In the competitive middle ground, emerging market champions have found a positioning that Western companies rarely attempt anymore. Western incumbents typically concentrate on premium segments, with high margins usually at the cost of relatively low volumes, while purely local competitors fight for the lower segment on price alone. Many emerging market champions occupy the layer between the two, trying to offer the large majority of a premium product’s functionality at roughly half the cost, supported by lower capital costs and supply chains that can be adjusted quickly. Transsion Holdings, which sells smartphones under the Tecno and Infinix brands across Africa, achieved market dominance not by being the cheapest option but by engineering products specifically suited to local conditions: multi-SIM functionality, extended battery life, and camera systems calibrated for a wider range of skin tones. The Chinese company has also expanded into India by purchasing 80% of Spice Mobility and reviving the Spice mobile device brand. Grab followed a comparable logic in its own sector. With patient capital from SoftBank’s Vision Fund and Temasek, it absorbed losses on individual rides over several years, steadily eliminating local competitors and eventually forcing Uber to withdraw from Southeast Asia in exchange for an equity stake in Grab itself. As a Romanian, I was pleased to learn that national brand Dacia (now owned by Renault), which had long occupied the low-cost and no-frills market niche other producers had left unfilled, had not just upgraded its line-up to become more competitive on quality, but remained also competitive on price.

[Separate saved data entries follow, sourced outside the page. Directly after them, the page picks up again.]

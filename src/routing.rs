//! Application router configuration with protected and unprotected route definitions.

use axum::{
    Json, Router,
    http::StatusCode,
    middleware,
    response::{IntoResponse, Response},
    routing::{get, post},
};
use serde_json::json;

use crate::{
    AppState,
    account::{
        create_account_endpoint, delete_account_endpoint, edit_account_endpoint,
        get_account_endpoint, get_accounts_endpoint, sync_account_endpoint,
    },
    auth::{auth_guard, get_current_user, post_log_in, register_user},
    endpoints,
    goal::{
        contribute_to_goal_endpoint, create_goal_endpoint, delete_goal_endpoint,
        edit_goal_endpoint, get_goal_endpoint, get_goals_endpoint,
    },
    idempotency::idempotency_guard,
    transaction::{
        create_transaction_endpoint, delete_transaction_endpoint, edit_transaction_endpoint,
        get_account_transactions_endpoint, get_transaction_endpoint,
    },
};

/// Return a router with all the app's routes.
pub fn build_router(state: AppState) -> Router {
    let unprotected_routes = Router::new()
        .route(endpoints::COFFEE, get(get_coffee))
        .route(endpoints::REGISTER, post(register_user))
        .route(endpoints::LOG_IN, post(post_log_in));

    // Layers run outside-in, so the auth guard sets the user ID before the idempotency guard
    // looks it up.
    let protected_routes = Router::new()
        .route(endpoints::CURRENT_USER, get(get_current_user))
        .route(
            endpoints::ACCOUNTS,
            get(get_accounts_endpoint).post(create_account_endpoint),
        )
        .route(
            endpoints::ACCOUNT,
            get(get_account_endpoint)
                .put(edit_account_endpoint)
                .delete(delete_account_endpoint),
        )
        .route(endpoints::ACCOUNT_SYNC, post(sync_account_endpoint))
        .route(
            endpoints::ACCOUNT_TRANSACTIONS,
            get(get_account_transactions_endpoint),
        )
        .route(endpoints::TRANSACTIONS, post(create_transaction_endpoint))
        .route(
            endpoints::TRANSACTION,
            get(get_transaction_endpoint)
                .put(edit_transaction_endpoint)
                .delete(delete_transaction_endpoint),
        )
        .route(
            endpoints::GOALS,
            get(get_goals_endpoint).post(create_goal_endpoint),
        )
        .route(
            endpoints::GOAL,
            get(get_goal_endpoint)
                .put(edit_goal_endpoint)
                .delete(delete_goal_endpoint),
        )
        .route(endpoints::GOAL_CONTRIBUTE, post(contribute_to_goal_endpoint))
        .route_layer(middleware::from_fn_with_state(
            state.clone(),
            idempotency_guard,
        ))
        .route_layer(middleware::from_fn_with_state(state.clone(), auth_guard));

    protected_routes
        .merge(unprotected_routes)
        .fallback(get_404_not_found)
        .with_state(state)
}

/// Attempt to get a cup of coffee from the server.
async fn get_coffee() -> Response {
    (
        StatusCode::IM_A_TEAPOT,
        Json(json!({ "message": "I'm a teapot" })),
    )
        .into_response()
}

async fn get_404_not_found() -> Response {
    (
        StatusCode::NOT_FOUND,
        Json(json!({ "message": "Route not found" })),
    )
        .into_response()
}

There are many further examples that can be identified. There is big potential of family companies in the developing world, which are already a successful model that sidesteps the usual local disadvantages related to trust and networking. What distinguishes emerging market champions is that they are lean and hungry and the competitive processes by which they have risen to success also favor them in the fight for the rapidly growing emerging market economies. Western firms that could not dominate their markets or compete with these champions in some other way have chosen to join them through targeted investment.